Risk Should Be Differentiated And Monitored.
Companies must distinguish three types of risks: natural (e.g., earthquakes, harsh weather); operational (e.g., factors influencing forecast accuracy, supplier shortages, inventory placement, and asset downtime); and financial (e.g., risk profiles of business partners).
Keep An Eye On The Long-Term Viability.
Most businesses have begun to monitor their greenhouse gas emissions, but in order to achieve a circular economy, businesses must understand not only the emissions they cause but also their energy consumption (including how much comes from renewable sources), as well as the emissions and energy consumption of their partners. Similarly, social responsibility should be prioritized, with businesses monitoring deforestation, human rights situations, mining consequences, and other variables that connect with their suppliers.
Make Use Of AI/ML Algorithms.
The present focus of risk management and sustainability procedures is on analytics and scoring systems; the next step is to employ AI and ML algorithms for product creation, supply network design, risk prediction, and disruption management. A multinational logistics company was able to cut annual fuel usage by 10 million gallons (about 38 million liters) and save over $400 million US dollars by utilizing AI to dynamically optimize fleet routing.
Creating A Digital Supply Chain For The Future
We can identify four pillars for architecting a comprehensive digital supply chain platform for sustainable and resilient supply chains based on the needs stated above:
The Supply Chain’s Digital Twin
Each company-specific twin, a digital representation of the physical supply chain, assists enterprises in seeing and understanding the relationships that comprise their supply chain, detecting opportunities for optimization, modeling and assessing different changes and planning for natural disasters or other disruptions.
The relevant supply chain workers should have access to the digital twin’s information on all of their devices, including the ability to receive alerts, evaluate data, interact with colleagues or business partners, and initiate simulations.

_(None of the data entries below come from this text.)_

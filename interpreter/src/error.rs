use alloc::borrow::Cow;
use core::fmt;

use crate::Opcode;

/// Exit result.
pub type ExitResult = Result<ExitSucceed, ExitError>;

/// Exit reason.
#[derive(Clone, Debug, Eq, PartialEq)]
#[cfg_attr(feature = "with-serde", derive(serde::Serialize, serde::Deserialize))]
pub enum ExitError {
	/// The expression aborted the evaluation, or its inputs were unusable.
	Exception(ExitException),
	/// Machine encountered an error that is not supposed to happen for an
	/// attached expression, such as breaking a checked stack bound.
	Fatal(ExitFatal),
}

impl From<ExitError> for ExitResult {
	fn from(s: ExitError) -> Self {
		Err(s)
	}
}

#[cfg(feature = "std")]
impl std::error::Error for ExitError {}

impl fmt::Display for ExitError {
	fn fmt(&self, f: &mut fmt::Formatter<'_>) -> fmt::Result {
		match self {
			Self::Exception(e) => write!(f, "evaluation aborted: {}", e),
			Self::Fatal(e) => write!(f, "fatal evaluation error: {}", e),
		}
	}
}

/// Exit succeed reason.
#[derive(Clone, Copy, Debug, Eq, PartialEq)]
#[cfg_attr(feature = "with-serde", derive(serde::Serialize, serde::Deserialize))]
pub enum ExitSucceed {
	/// The source ran out of operations.
	Stopped,
}

impl From<ExitSucceed> for ExitResult {
	fn from(s: ExitSucceed) -> Self {
		Ok(s)
	}
}

/// Exit error reason caused by the expression or its inputs.
#[derive(Clone, Debug, Eq, PartialEq)]
#[cfg_attr(feature = "with-serde", derive(serde::Serialize, serde::Deserialize))]
pub enum ExitException {
	/// `ENSURE` observed a zero value. Carries the operand of the failing
	/// opcode as reason code.
	EnsureFailed(u16),
	/// Checked arithmetic overflowed.
	ArithmeticOverflow,
	/// Division or modulo by zero.
	DivisionByZero,
	/// The supplied context is smaller than the shape declared on attach.
	ContextMismatch,
	/// An extension function failed.
	FunctionFailed(Cow<'static, str>),
	/// An extension function returned a different number of words than its
	/// operand declared.
	InvalidFunctionOutput,
}

impl From<ExitException> for ExitResult {
	fn from(s: ExitException) -> Self {
		Err(ExitError::Exception(s))
	}
}

impl From<ExitException> for ExitError {
	fn from(s: ExitException) -> Self {
		Self::Exception(s)
	}
}

impl fmt::Display for ExitException {
	fn fmt(&self, f: &mut fmt::Formatter<'_>) -> fmt::Result {
		match self {
			Self::EnsureFailed(code) => write!(f, "ensure failed with code {}", code),
			Self::ArithmeticOverflow => write!(f, "arithmetic overflow"),
			Self::DivisionByZero => write!(f, "division by zero"),
			Self::ContextMismatch => write!(f, "context smaller than declared shape"),
			Self::FunctionFailed(reason) => write!(f, "extension function failed: {}", reason),
			Self::InvalidFunctionOutput => write!(f, "extension function output size mismatch"),
		}
	}
}

/// Exit fatal reason.
#[derive(Clone, Debug, Eq, PartialEq)]
#[cfg_attr(feature = "with-serde", derive(serde::Serialize, serde::Deserialize))]
pub enum ExitFatal {
	/// Popped below the bottom of the stack. Unreachable for checked sources.
	StackUnderflow,
	/// Pushed past the checked stack capacity. Unreachable for checked sources.
	StackOverflow,
	/// The opcode has no evaluation function.
	InvalidOpcode(Opcode),
	/// No expression is attached under the given id.
	UnknownExpression,
	/// The requested source is not an entrypoint of the expression.
	NotEntrypoint,
	/// The source has no integrity bounds.
	UncheckedSource,

	/// Other fatal errors.
	Other(Cow<'static, str>),
}

impl From<ExitFatal> for ExitResult {
	fn from(s: ExitFatal) -> Self {
		Err(ExitError::Fatal(s))
	}
}

impl From<ExitFatal> for ExitError {
	fn from(s: ExitFatal) -> Self {
		Self::Fatal(s)
	}
}

impl fmt::Display for ExitFatal {
	fn fmt(&self, f: &mut fmt::Formatter<'_>) -> fmt::Result {
		match self {
			Self::StackUnderflow => write!(f, "stack underflow"),
			Self::StackOverflow => write!(f, "stack overflow"),
			Self::InvalidOpcode(opcode) => write!(f, "invalid opcode {:?}", opcode),
			Self::UnknownExpression => write!(f, "unknown expression"),
			Self::NotEntrypoint => write!(f, "source is not an entrypoint"),
			Self::UncheckedSource => write!(f, "source was not integrity checked"),
			Self::Other(reason) => write!(f, "{}", reason),
		}
	}
}
macro_rules! try_or_fail {
	( $e:expr ) => {
		match $e {
			Ok(v) => v,
			Err(e) => return Control::Exit(e.into()),
		}
	};
}

macro_rules! push_u256 {
	( $machine:expr, $( $x:expr ),* ) => (
		$(
			match $machine.stack.push($x) {
				Ok(()) => (),
				Err(e) => return Control::Exit(e),
			}
		)*
	)
}

macro_rules! op1_u256_fn {
	( $machine:expr, $op:path ) => {
		match $machine.stack.perform_pop1_push1(|a| Ok(($op(*a), ()))) {
			Ok(()) => Control::Continue,
			Err(e) => Control::Exit(e),
		}
	};
}

macro_rules! op2_u256_bool_ref {
	( $machine:expr, $op:ident ) => {
		match $machine
			.stack
			.perform_pop2_push1(|a, b| Ok((bool_to_u256(a.$op(b)), ())))
		{
			Ok(()) => Control::Continue,
			Err(e) => Control::Exit(e),
		}
	};
}

macro_rules! op3_u256_fn {
	( $machine:expr, $op:path ) => {
		match $machine
			.stack
			.perform_pop3_push1(|a, b, c| Ok(($op(*a, *b, *c), ())))
		{
			Ok(()) => Control::Continue,
			Err(e) => Control::Exit(e),
		}
	};
}

macro_rules! opn_u256_fn {
	( $machine:expr, $operand:expr, $op:path ) => {{
		let values = try_or_fail!($machine.stack.popn($operand.as_usize()));
		let ret = try_or_fail!($op(&values[..]));
		push_u256!($machine, ret);
		Control::Continue
	}};
}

Simulation And Optimization Of Supply Chains
Resilient and sustainable supply chain operations pose substantial data issues, and AI and ML algorithms assist businesses in considerably reducing risks and meeting sustainability goals.
Partners In The Supply Chain
Few, if any, companies’ internal systems include all of the data types necessary to view and manage supply chain risk and sustainability comprehensively. Partner connections, as well as the flexibility with which they may be handled, are critical.